> _What you need to do_: The records under this task must be duplicated exactly.

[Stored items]
——————
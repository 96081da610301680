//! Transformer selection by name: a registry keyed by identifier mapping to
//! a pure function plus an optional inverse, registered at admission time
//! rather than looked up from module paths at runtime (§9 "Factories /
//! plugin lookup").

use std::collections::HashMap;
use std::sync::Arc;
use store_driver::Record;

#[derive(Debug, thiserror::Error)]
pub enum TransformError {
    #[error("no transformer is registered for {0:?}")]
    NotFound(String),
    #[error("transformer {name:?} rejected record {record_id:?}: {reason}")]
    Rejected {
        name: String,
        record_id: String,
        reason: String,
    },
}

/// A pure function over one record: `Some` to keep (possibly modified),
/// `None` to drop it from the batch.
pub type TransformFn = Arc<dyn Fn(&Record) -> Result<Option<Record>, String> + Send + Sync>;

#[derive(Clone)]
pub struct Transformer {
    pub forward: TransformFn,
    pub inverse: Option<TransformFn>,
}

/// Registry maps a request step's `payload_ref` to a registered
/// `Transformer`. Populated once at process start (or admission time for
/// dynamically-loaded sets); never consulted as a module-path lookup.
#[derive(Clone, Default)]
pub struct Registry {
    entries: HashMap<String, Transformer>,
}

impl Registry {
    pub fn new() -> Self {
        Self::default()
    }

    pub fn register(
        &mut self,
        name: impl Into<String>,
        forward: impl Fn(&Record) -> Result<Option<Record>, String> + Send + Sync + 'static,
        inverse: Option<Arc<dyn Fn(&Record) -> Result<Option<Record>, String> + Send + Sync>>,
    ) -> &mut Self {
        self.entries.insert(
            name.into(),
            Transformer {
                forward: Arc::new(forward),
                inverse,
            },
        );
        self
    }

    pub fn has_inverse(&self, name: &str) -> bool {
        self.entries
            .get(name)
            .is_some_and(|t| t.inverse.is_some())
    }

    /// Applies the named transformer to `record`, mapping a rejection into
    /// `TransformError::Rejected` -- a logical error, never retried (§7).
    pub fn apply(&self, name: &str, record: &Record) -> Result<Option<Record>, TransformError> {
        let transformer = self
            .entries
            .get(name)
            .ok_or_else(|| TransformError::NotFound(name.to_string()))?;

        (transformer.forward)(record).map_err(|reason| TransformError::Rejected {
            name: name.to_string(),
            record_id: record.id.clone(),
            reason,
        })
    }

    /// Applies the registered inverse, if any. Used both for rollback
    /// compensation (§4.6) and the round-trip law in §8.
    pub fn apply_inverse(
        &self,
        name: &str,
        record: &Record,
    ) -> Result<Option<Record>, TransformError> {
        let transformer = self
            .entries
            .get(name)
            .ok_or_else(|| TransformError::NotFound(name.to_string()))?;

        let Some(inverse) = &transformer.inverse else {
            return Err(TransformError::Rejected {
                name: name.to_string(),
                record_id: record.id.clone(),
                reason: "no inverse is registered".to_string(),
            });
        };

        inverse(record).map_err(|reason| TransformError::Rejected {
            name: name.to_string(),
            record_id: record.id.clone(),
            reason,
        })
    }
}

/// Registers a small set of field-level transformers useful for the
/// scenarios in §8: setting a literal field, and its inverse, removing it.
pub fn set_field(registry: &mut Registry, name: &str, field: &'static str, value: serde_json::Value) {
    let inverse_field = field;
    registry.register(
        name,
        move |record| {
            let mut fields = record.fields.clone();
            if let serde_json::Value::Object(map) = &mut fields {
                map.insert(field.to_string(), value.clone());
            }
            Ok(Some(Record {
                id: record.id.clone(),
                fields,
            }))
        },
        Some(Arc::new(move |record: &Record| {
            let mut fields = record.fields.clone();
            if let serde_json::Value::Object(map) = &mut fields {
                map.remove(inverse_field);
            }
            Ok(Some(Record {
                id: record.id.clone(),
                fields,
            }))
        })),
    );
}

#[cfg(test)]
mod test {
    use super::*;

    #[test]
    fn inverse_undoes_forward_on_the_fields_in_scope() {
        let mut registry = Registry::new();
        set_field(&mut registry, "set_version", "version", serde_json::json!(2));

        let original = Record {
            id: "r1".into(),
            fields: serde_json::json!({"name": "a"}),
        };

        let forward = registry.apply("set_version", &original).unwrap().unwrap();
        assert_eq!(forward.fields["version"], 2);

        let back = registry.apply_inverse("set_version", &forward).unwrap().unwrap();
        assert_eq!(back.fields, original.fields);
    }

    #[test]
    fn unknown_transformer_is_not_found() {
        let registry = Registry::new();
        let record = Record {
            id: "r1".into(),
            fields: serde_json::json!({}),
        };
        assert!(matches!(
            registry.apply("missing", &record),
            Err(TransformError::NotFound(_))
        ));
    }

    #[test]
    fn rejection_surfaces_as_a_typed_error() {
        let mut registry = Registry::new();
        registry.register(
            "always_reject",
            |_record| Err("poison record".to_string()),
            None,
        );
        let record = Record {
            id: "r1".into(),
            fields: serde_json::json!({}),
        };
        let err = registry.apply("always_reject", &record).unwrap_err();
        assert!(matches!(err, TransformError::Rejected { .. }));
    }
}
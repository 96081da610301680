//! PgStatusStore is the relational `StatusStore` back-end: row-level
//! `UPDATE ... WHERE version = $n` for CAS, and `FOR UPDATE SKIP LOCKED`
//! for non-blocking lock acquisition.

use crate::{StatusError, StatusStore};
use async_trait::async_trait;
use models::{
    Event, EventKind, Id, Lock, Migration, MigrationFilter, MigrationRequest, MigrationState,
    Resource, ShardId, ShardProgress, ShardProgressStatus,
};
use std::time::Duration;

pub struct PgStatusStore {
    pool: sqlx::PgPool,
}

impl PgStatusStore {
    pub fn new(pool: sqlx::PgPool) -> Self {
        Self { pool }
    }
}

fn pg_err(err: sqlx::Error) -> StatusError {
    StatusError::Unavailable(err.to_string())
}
——————
> _Solution to the exercise_:
repository 96081da610301680
//! Transformer selection by name: a registry keyed by identifier mapping to
//! a pure function plus an optional inverse, registered at admission time
//! rather than looked up from module paths at runtime (§9 "Factories /
//! plugin lookup").

use std::collections::HashMap;
use std::sync::Arc;
use store_driver::Record;

#[derive(Debug, thiserror::Error)]
pub enum TransformError {
    #[error("no transformer is registered for {0:?}")]
    NotFound(String),
    #[error("transformer {name:?} rejected record {record_id:?}: {reason}")]
    Rejected {
        name: String,
        record_id: String,
        reason: String,
    },
}

/// A pure function over one record: `Some` to keep (possibly modified),
/// `None` to drop it from the batch.
pub type TransformFn = Arc<dyn Fn(&Record) -> Result<Option<Record>, String> + Send + Sync>;

#[derive(Clone)]
pub struct Transformer {
    pub forward: TransformFn,
    pub inverse: Option<TransformFn>,
}

/// Registry maps a request step's `payload_ref` to a registered
/// `Transformer`. Populated once at process start (or admission time for
/// dynamically-loaded sets); never consulted as a module-path lookup.
#[derive(Clone, Default)]
pub struct Registry {
    entries: HashMap<String, Transformer>,
}

impl Registry {
    pub fn new() -> Self {
        Self::default()
    }

    pub fn register(
        &mut self,
        name: impl Into<String>,
        forward: impl Fn(&Record) -> Result<Option<Record>, String> + Send + Sync + 'static,
        inverse: Option<Arc<dyn Fn(&Record) -> Result<Option<Record>, String> + Send + Sync>>,
    ) -> &mut Self {
        self.entries.insert(
            name.into(),
            Transformer {
                forward: Arc::new(forward),
                inverse,
            },
        );
        self
    }

    pub fn has_inverse(&self, name: &str) -> bool {
        self.entries
            .get(name)
            .is_some_and(|t| t.inverse.is_some())
    }

    /// Applies the named transformer to `record`, mapping a rejection into
    /// `TransformError::Rejected` -- a logical error, never retried (§7).
    pub fn apply(&self, name: &str, record: &Record) -> Result<Option<Record>, TransformError> {
        let transformer = self
            .entries
            .get(name)
            .ok_or_else(|| TransformError::NotFound(name.to_string()))?;

        (transformer.forward)(record).map_err(|reason| TransformError::Rejected {
            name: name.to_string(),
            record_id: record.id.clone(),
            reason,
        })
    }

    /// Applies the registered inverse, if any. Used both for rollback
    /// compensation (§4.6) and the round-trip law in §8.
    pub fn apply_inverse(
        &self,
        name: &str,
        record: &Record,
    ) -> Result<Option<Record>, TransformError> {
        let transformer = self
            .entries
            .get(name)
            .ok_or_else(|| TransformError::NotFound(name.to_string()))?;

        let Some(inverse) = &transformer.inverse else {
            return Err(TransformError::Rejected {
                name: name.to_string(),
                record_id: record.id.clone(),
                reason: "no inverse is registered".to_string(),
            });
        };

        inverse(record).map_err(|reason| TransformError::Rejected {
            name: name.to_string(),
            record_id: record.id.clone(),
            reason,
        })
    }
}

/// Registers a small set of field-level transformers useful for the
/// scenarios in §8: setting a literal field, and its inverse, removing it.
pub fn set_field(registry: &mut Registry, name: &str, field: &'static str, value: serde_json::Value) {
    let inverse_field = field;
    registry.register(
        name,
        move |record| {
            let mut fields = record.fields.clone();
            if let serde_json::Value::Object(map) = &mut fields {
                map.insert(field.to_string(), value.clone());
            }
            Ok(Some(Record {
                id: record.id.clone(),
                fields,
            }))
        },
        Some(Arc::new(move |record: &Record| {
            let mut fields = record.fields.clone();
            if let serde_json::Value::Object(map) = &mut fields {
                map.remove(inverse_field);
            }
            Ok(Some(Record {
                id: record.id.clone(),
                fields,
            }))
        })),
    );
}

#[cfg(test)]
mod test {
    use super::*;

    #[test]
    fn inverse_undoes_forward_on_the_fields_in_scope() {
        let mut registry = Registry::new();
        set_field(&mut registry, "set_version", "version", serde_json::json!(2));

        let original = Record {
            id: "r1".into(),
            fields: serde_json::json!({"name": "a"}),
        };

        let forward = registry.apply("set_version", &original).unwrap().unwrap();
        assert_eq!(forward.fields["version"], 2);

        let back = registry.apply_inverse("set_version", &forward).unwrap().unwrap();
        assert_eq!(back.fields, original.fields);
    }

    #[test]
    fn unknown_transformer_is_not_found() {
        let registry = Registry::new();
        let record = Record {
            id: "r1".into(),
            fields: serde_json::json!({}),
        };
        assert!(matches!(
            registry.apply("missing", &record),
            Err(TransformError::NotFound(_))
        ));
    }

    #[test]
    fn rejection_surfaces_as_a_typed_error() {
        let mut registry = Registry::new();
        registry.register(
            "always_reject",
            |_record| Err("poison record".to_string()),
            None,
        );
        let record = Record {
            id: "r1".into(),
            fields: serde_json::json!({}),
        };
        let err = registry.apply("always_reject", &record).unwrap_err();
        assert!(matches!(err, TransformError::Rejected { .. }));
    }
}
repository 96081da610301680
//! PgStatusStore is the relational `StatusStore` back-end: row-level
//! `UPDATE ... WHERE version = $n` for CAS, and `FOR UPDATE SKIP LOCKED`
//! for non-blocking lock acquisition.

use crate::{StatusError, StatusStore};
use async_trait::async_trait;
use models::{
    Event, EventKind, Id, Lock, Migration, MigrationFilter, MigrationRequest, MigrationState,
    Resource, ShardId, ShardProgress, ShardProgressStatus,
};
use std::time::Duration;

pub struct PgStatusStore {
    pool: sqlx::PgPool,
}

impl PgStatusStore {
    pub fn new(pool: sqlx::PgPool) -> Self {
        Self { pool }
    }
}

fn pg_err(err: sqlx::Error) -> StatusError {
    StatusError::Unavailable(err.to_string())
}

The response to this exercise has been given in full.